- _WHAT YOU NEED TO DO_: Across all the records, filter for lines with the word "usize" and copy them.
#### RECORDS PROVIDED
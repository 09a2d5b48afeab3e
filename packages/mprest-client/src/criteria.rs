use std::collections::BTreeMap;

use percent_encoding::{AsciiSet, NON_ALPHANUMERIC, utf8_percent_encode};

/// Matches the server's own quoting: alphanumerics plus `-_.~/` pass through.
const QUERY_ENCODE_SET: &AsciiSet =
	&NON_ALPHANUMERIC.remove(b'-').remove(b'_').remove(b'.').remove(b'~').remove(b'/');

/// A single filter value before wire encoding.
#[derive(Debug, Clone, PartialEq)]
pub enum FilterValue {
	Text(String),
	Int(i64),
	Number(f64),
	Bool(bool),
	/// Comma-joined on the wire.
	List(Vec<String>),
	/// Expands to `<field>_min` and `<field>_max`.
	Range { min: f64, max: f64 },
}
impl From<&str> for FilterValue {
	fn from(value: &str) -> Self {
		Self::Text(value.to_string())
	}
}
impl From<String> for FilterValue {
	fn from(value: String) -> Self {
		Self::Text(value)
	}
}
impl From<i64> for FilterValue {
	fn from(value: i64) -> Self {
		Self::Int(value)
	}
}
impl From<f64> for FilterValue {
	fn from(value: f64) -> Self {
		Self::Number(value)
	}
}
impl From<bool> for FilterValue {
	fn from(value: bool) -> Self {
		Self::Bool(value)
	}
}
impl From<Vec<String>> for FilterValue {
	fn from(value: Vec<String>) -> Self {
		Self::List(value)
	}
}
impl From<(f64, f64)> for FilterValue {
	fn from((min, max): (f64, f64)) -> Self {
		Self::Range { min, max }
	}
}

/// The wire-ready query parameter set for one request.
///
/// Keys prefixed with `_` are pagination/projection bookkeeping; everything
/// else is a user filter field.
#[derive(Debug, Clone, Default, PartialEq)]
pub struct Criteria {
	params: BTreeMap<String, String>,
}

impl Criteria {
	pub fn new() -> Self {
		Self::default()
	}

	/// Insert a filter value, dropping absent ones entirely.
	pub fn filter(mut self, field: &str, value: Option<impl Into<FilterValue>>) -> Self {
		if let Some(value) = value {
			self.set(field, value.into());
		}

		self
	}

	pub fn set(&mut self, field: &str, value: FilterValue) {
		match value {
			FilterValue::Text(text) => {
				self.params.insert(field.to_string(), text);
			},
			FilterValue::Int(int) => {
				self.params.insert(field.to_string(), int.to_string());
			},
			FilterValue::Number(number) => {
				self.params.insert(field.to_string(), number.to_string());
			},
			FilterValue::Bool(flag) => {
				self.params.insert(field.to_string(), flag.to_string());
			},
			FilterValue::List(values) => {
				self.params.insert(field.to_string(), values.join(","));
			},
			FilterValue::Range { min, max } => {
				self.params.insert(format!("{field}_min"), min.to_string());
				self.params.insert(format!("{field}_max"), max.to_string());
			},
		}
	}

	pub fn set_raw(&mut self, field: &str, value: impl Into<String>) {
		self.params.insert(field.to_string(), value.into());
	}

	pub fn remove(&mut self, field: &str) -> Option<String> {
		self.params.remove(field)
	}

	pub fn get(&self, field: &str) -> Option<&str> {
		self.params.get(field).map(String::as_str)
	}

	pub fn iter(&self) -> impl Iterator<Item = (&str, &str)> {
		self.params.iter().map(|(key, value)| (key.as_str(), value.as_str()))
	}

	pub fn as_map(&self) -> &BTreeMap<String, String> {
		&self.params
	}

	pub fn is_empty(&self) -> bool {
		self.params.is_empty()
	}

	/// Whether any user filter field is present, ignoring `_`-prefixed
	/// bookkeeping keys.
	pub fn has_filter_fields(&self) -> bool {
		self.params.keys().any(|key| !key.starts_with('_'))
	}

	/// Encode a `fields` projection, or request every field.
	pub fn set_projection(&mut self, fields: Option<&[&str]>, all_fields: bool) {
		match fields {
			Some(fields) if !fields.is_empty() => {
				self.params.insert("_fields".to_string(), fields.join(","));
			},
			_ =>
				if all_fields {
					self.params.insert("_all_fields".to_string(), "true".to_string());
				},
		}
	}

	/// Serialized length of `key=<encoded value>&` for every parameter except
	/// `skip`, as the partition planner budgets URL headroom.
	pub fn encoded_len_excluding(&self, skip: &str) -> usize {
		self.params
			.iter()
			.filter(|(key, _)| key.as_str() != skip)
			.map(|(key, value)| key.len() + 1 + encoded_len(value) + 1)
			.sum()
	}
}

pub fn encode_value(value: &str) -> String {
	utf8_percent_encode(value, QUERY_ENCODE_SET).to_string()
}

pub fn encoded_len(value: &str) -> usize {
	utf8_percent_encode(value, QUERY_ENCODE_SET).map(str::len).sum()
}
########
- _RESPONSE TO THIS EXERCISE_:
	pub fn encoded_len_excluding(&self, skip: &str) -> usize {
pub fn encoded_len(value: &str) -> usize {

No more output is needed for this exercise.